Lorsque la guerre civile dévastait le pays de nos parents, « Yalla, yalla » était au sein de notre diaspora un code verbal de reconnaissance identitaire spontanée, le morse gestuel de Libanais déterminés à toujours se rassembler à travers ces deux mots pour mieux affronter tous leurs maux. Face à l’urgence, ces quatre syllabes avaient le pouvoir de transformer en un instant le cours du temps. Un temps mesuré à l’oriental, dont la dextérité des aiguilles échappait à tout Phileas Fogg. Il suffisait de mettre le ton pour bousculer tous les codes. Pour courir plus vite que le vent. Rattraper la lumière avant ses derniers rayons. Et accueillir la paix bien avant d’avoir effacé tout signe d’hostilité.

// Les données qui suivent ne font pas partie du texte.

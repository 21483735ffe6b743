//! Throughput workloads against any store.
//!
//! Each workload draws document ids from a seeded generator, so a read workload run with
//! the same seed as a write workload touches the documents the writes produced.

use crate::client::Client;
use crate::common::{
    key::DocumentKey,
    value::{Fields, Value},
};
use crate::error::Result;
use crate::store::DocumentStore;
use crate::write::operation::SetOptions;

use rand::{Rng, SeedableRng, rngs::StdRng};
use serde::{Deserialize, Serialize};
use std::{fmt, time};

/// Timing of one workload run.
#[derive(Clone, Debug, PartialEq)]
pub struct WorkloadReport {
    /// Store calls issued.
    pub operations: usize,
    /// Documents written or found.
    pub documents: usize,
    /// Wall-clock time of the whole run.
    pub elapsed: time::Duration,
}

impl WorkloadReport {
    /// Average time per document, zero when no document was touched.
    pub fn per_document(&self) -> time::Duration {
        match u32::try_from(self.documents) {
            Ok(0) | Err(_) => time::Duration::ZERO,
            Ok(documents) => self.elapsed / documents,
        }
    }
}

impl fmt::Display for WorkloadReport {
    fn fmt(&self, f: &mut fmt::Formatter<'_>) -> fmt::Result {
        write!(
            f,
            "{} documents in {} operations, total {:?}, {:?}/doc",
            self.documents,
            self.operations,
            self.elapsed,
            self.per_document()
        )
    }
}

fn random_id(rng: &mut StdRng) -> String {
    rng.gen_range(0..i64::MAX).to_string()
}

fn stamped(template: &Fields, id_field: &str, id: &str) -> Fields {
    let mut fields = template.clone();
    fields.insert(id_field.to_string(), Value::from(id));
    fields
}

fn finish(report: WorkloadReport) -> WorkloadReport {
    #[cfg(feature = "tracing")]
    tracing::info!(%report, "workload finished");
    report
}

/// Batches of overwriting sets with random ids.
#[derive(Clone, Debug, Deserialize, PartialEq, Serialize)]
#[serde(default)]
pub struct BatchedWrites {
    /// Target collection.
    pub collection: String,
    /// Number of batches committed.
    pub batches: usize,
    /// Writes per batch.
    pub batch_size: usize,
    /// Fields written to every document.
    pub template: Fields,
    /// Field that receives the document id.
    pub id_field: String,
    /// Id generator seed.
    pub seed: u64,
}

impl Default for BatchedWrites {
    fn default() -> Self {
        Self {
            collection: "sample".to_string(),
            batches: 100,
            batch_size: 200,
            template: Fields::new(),
            id_field: "property_id".to_string(),
            seed: 1,
        }
    }
}

impl BatchedWrites {
    /// Commit every batch in turn; the first failing batch aborts the run.
    ///
    /// A batch larger than the store's commit limit is split into several commits.
    #[cfg_attr(
        feature = "tracing",
        tracing::instrument(name = "document_crud.workload.batched_writes", skip_all, err)
    )]
    pub async fn run<S: DocumentStore>(&self, client: &Client<S>) -> Result<WorkloadReport> {
        let limit = client.store().max_commit_writes().max(1);
        let mut rng = StdRng::seed_from_u64(self.seed);
        let start = time::Instant::now();
        let mut operations = 0;
        let mut documents = 0;
        for _ in 0..self.batches {
            let mut remaining = self.batch_size;
            while remaining > 0 {
                let size = remaining.min(limit);
                let mut batch = client.batch();
                for _ in 0..size {
                    let id = random_id(&mut rng);
                    let fields = stamped(&self.template, &self.id_field, &id);
                    batch.set(
                        DocumentKey::new(self.collection.as_str(), id),
                        fields,
                        SetOptions::Overwrite,
                    );
                }
                documents += batch.commit().await?.len();
                operations += 1;
                remaining -= size;
            }
        }
        Ok(finish(WorkloadReport {
            operations,
            documents,
            elapsed: start.elapsed(),
        }))
    }
}

/// One create per document, issued sequentially.
#[derive(Clone, Debug, Deserialize, PartialEq, Serialize)]
#[serde(default)]
pub struct SequentialCreates {
    /// Target collection.
    pub collection: String,
    /// Documents created.
    pub documents: usize,
    /// Fields written to every document.
    pub template: Fields,
    /// Field that receives the document id.
    pub id_field: String,
    /// Id generator seed.
    pub seed: u64,
}

impl Default for SequentialCreates {
    fn default() -> Self {
        Self {
            collection: "sample".to_string(),
            documents: 20_000,
            template: Fields::new(),
            id_field: "property_id".to_string(),
            seed: 1,
        }
    }
}

impl SequentialCreates {
    /// Create every document in turn; the first failing create aborts the run.
    #[cfg_attr(
        feature = "tracing",
        tracing::instrument(name = "document_crud.workload.sequential_creates", skip_all, err)
    )]
    pub async fn run<S: DocumentStore>(&self, client: &Client<S>) -> Result<WorkloadReport> {
        let mut rng = StdRng::seed_from_u64(self.seed);
        let start = time::Instant::now();
        for _ in 0..self.documents {
            let id = random_id(&mut rng);
            let fields = stamped(&self.template, &self.id_field, &id);
            client
                .create(&DocumentKey::new(self.collection.as_str(), id), fields)
                .await?;
        }
        Ok(finish(WorkloadReport {
            operations: self.documents,
            documents: self.documents,
            elapsed: start.elapsed(),
        }))
    }
}

/// Rounds of multi-document reads over random ids.
#[derive(Clone, Debug, Deserialize, PartialEq, Serialize)]
#[serde(default)]
pub struct BulkReads {
    /// Source collection.
    pub collection: String,
    /// Number of `get_all` calls.
    pub rounds: usize,
    /// Keys requested per call.
    pub keys_per_round: usize,
    /// Id generator seed.
    pub seed: u64,
}

impl Default for BulkReads {
    fn default() -> Self {
        Self {
            collection: "sample".to_string(),
            rounds: 2_000,
            keys_per_round: 10,
            seed: 1,
        }
    }
}

impl BulkReads {
    /// Issue every round; `documents` in the report counts the documents found.
    #[cfg_attr(
        feature = "tracing",
        tracing::instrument(name = "document_crud.workload.bulk_reads", skip_all, err)
    )]
    pub async fn run<S: DocumentStore>(&self, client: &Client<S>) -> Result<WorkloadReport> {
        let mut rng = StdRng::seed_from_u64(self.seed);
        let start = time::Instant::now();
        let mut documents = 0;
        for _ in 0..self.rounds {
            let keys: Vec<_> = (0..self.keys_per_round)
                .map(|_| DocumentKey::new(self.collection.as_str(), random_id(&mut rng)))
                .collect();
            documents += client.get_all(&keys).await?.iter().flatten().count();
        }
        Ok(finish(WorkloadReport {
            operations: self.rounds,
            documents,
            elapsed: start.elapsed(),
        }))
    }
}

Depuis les années 80, pourtant loin des snipers, des obus et des voitures piégées, des millions de Libanais expatriés, désormais porteurs du « gêne de l’urgence », continuent de traverser le temps, les terres et les océans en mode « Yalla, yalla », un impératif imparfaitement présent... même au conditionnel.

Entre les rives de la guerre et celles de la paix, cette solidarité de langage sans frontières continue d’unir tous les Libanais. De Paris à Londres, de Toronto à Tokyo, de Dubaï à Rome, de Sydney à Ottawa, de New York à Accra, on entend encore aujourd’hui à la sortie des écoles, en plein embouteillage, au check-in d’un aéroport, le « Yalla, yalla » de notre répertoire commun. On se retourne et on devine l’origine de celui qui tente encore d’apprivoiser le chaos. À travers cette reconnaissance spontanée, se redessine ainsi la réminiscence d’une solidarité innée, construite par et contre l’urgence, en amont et en aval d’un « Yalla, yalla ». Quatre syllabes qu’il suffit d’entendre pour se sentir, même au bout du monde, embarqué dans le même bateau ; un bateau à bord duquel tant de Libanais sont certainement montés, hâtés par un « Yalla, yalla ». Un bateau dont ils ont probablement voulu sortir en espérant de tout leur cœur, « Yalla, yalla ».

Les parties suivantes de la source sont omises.